> _DATA SHOWN_:
========================================================================
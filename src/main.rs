use clap::Parser;
use dotenvy::dotenv;
use labshare_backend::config::AppConfig;
use labshare_backend::infrastructure::{database, sessions, storage};
use labshare_backend::services::worker::BackgroundWorker;
use labshare_backend::{AppState, create_app};
use std::net::{IpAddr, SocketAddr};
use tokio::signal;
use tower_http::trace::TraceLayer;
use tracing::{error, info};
use tracing_subscriber::{layer::SubscriberExt, util::SubscriberInitExt};

#[derive(Parser, Debug)]
#[command(author, version, about, long_about = None)]
struct Args {
    /// Address to bind
    #[arg(long, default_value = "0.0.0.0")]
    host: IpAddr,

    /// Port for the API server
    #[arg(short, long, default_value_t = 5000)]
    port: u16,

    /// Use relaxed development defaults instead of strict production config
    #[arg(long)]
    dev: bool,
}

#[tokio::main]
async fn main() -> anyhow::Result<()> {
    // 1. Environment & Logging
    dotenv().ok();
    let args = Args::parse();

    tracing_subscriber::registry()
        .with(
            tracing_subscriber::EnvFilter::try_from_default_env()
                .unwrap_or_else(|_| "labshare_backend=info,tower_http=info".into()),
        )
        .with(tracing_subscriber::fmt::layer())
        .init();

    info!("🚀 Starting LabShare backend...");

    let config = if args.dev {
        AppConfig::development_from_env()
    } else {
        AppConfig::production()?
    };
    info!(
        "🛡️  Upload Config: Max Size={}MB, Extensions=[{}], Image Screening={}",
        config.max_file_size / 1024 / 1024,
        config.allowed_extensions.join(", "),
        config.screen_images
    );

    // 2. Infrastructure
    let db = database::setup_database(&config).await?;
    let storage_service = storage::setup_storage(&config).await?;
    let session_store = sessions::setup_session_store(&db, &config);

    let state = AppState::new(db, storage_service, session_store.clone(), config)?;
    info!("👤 Admin user: {}", state.admin.username);

    // 3. Session sweeper
    let (shutdown_tx, shutdown_rx) = tokio::sync::watch::channel(false);
    let worker = BackgroundWorker::new(
        session_store,
        std::time::Duration::from_secs(3600),
        shutdown_rx,
    );
    let worker_handle = tokio::spawn(worker.run());

    // 4. HTTP server
    let trace_layer = TraceLayer::new_for_http()
        .make_span_with(|request: &axum::http::Request<_>| {
            let request_id = request
                .headers()
                .get("x-request-id")
                .and_then(|v| v.to_str().ok())
                .unwrap_or("unknown");
            tracing::info_span!(
                "http_request",
                method = %request.method(),
                uri = %request.uri(),
                request_id = %request_id,
            )
        })
        .on_request(|request: &axum::http::Request<_>, _span: &tracing::Span| {
            info!("📥 {} {}", request.method(), request.uri());
        })
        .on_response(
            |response: &axum::http::Response<_>,
             latency: std::time::Duration,
             _span: &tracing::Span| {
                info!(
                    "📤 Finished in {:?} with status {}",
                    latency,
                    response.status()
                );
            },
        );

    let app = create_app(state).layer(trace_layer);
    let addr = SocketAddr::new(args.host, args.port);
    let listener = tokio::net::TcpListener::bind(addr).await?;

    info!("✅ API Server listening on: http://{}", addr);
    info!("📖 Swagger UI documentation: http://{}/swagger-ui", addr);

    // Peer addresses key the per-client rate limit
    if let Err(e) = axum::serve(
        listener,
        app.into_make_service_with_connect_info::<SocketAddr>(),
    )
        .with_graceful_shutdown(shutdown_signal())
        .await
    {
        error!("❌ Server runtime error: {}", e);
    }

    info!("🛑 Shutting down backend services...");
    let _ = shutdown_tx.send(true);
    let _ = worker_handle.await;

    info!("👋 Backend exited cleanly.");
    Ok(())
}

async fn shutdown_signal() {
    let ctrl_c = async {
        if let Err(e) = signal::ctrl_c().await {
            error!("Failed to install Ctrl+C handler: {}", e);
            std::future::pending::<()>().await;
        }
    };

    #[cfg(unix)]
    let terminate = async {
        match signal::unix::signal(signal::unix::SignalKind::terminate()) {
            Ok(mut sig) => {
                sig.recv().await;
            }
            Err(e) => {
                error!("Failed to install SIGTERM handler: {}", e);
                std::future::pending::<()>().await;
            }
        }
    };

    #[cfg(not(unix))]
    let terminate = std::future::pending::<()>();

    tokio::select! {
        _ = ctrl_c => {
            info!("⌨️  Ctrl+C received, initiating graceful shutdown...");
        },
        _ = terminate => {
            info!("💤 SIGTERM received, initiating graceful shutdown...");
        },
    }
}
========================================================================
> _EXERCISE_:
Reproduce each line of the entries in which the word "initiating" is found.

> _ANSWER TO THE EXERCISE_:
            info!("⌨️  Ctrl+C received, initiating graceful shutdown...");
            info!("💤 SIGTERM received, initiating graceful shutdown...");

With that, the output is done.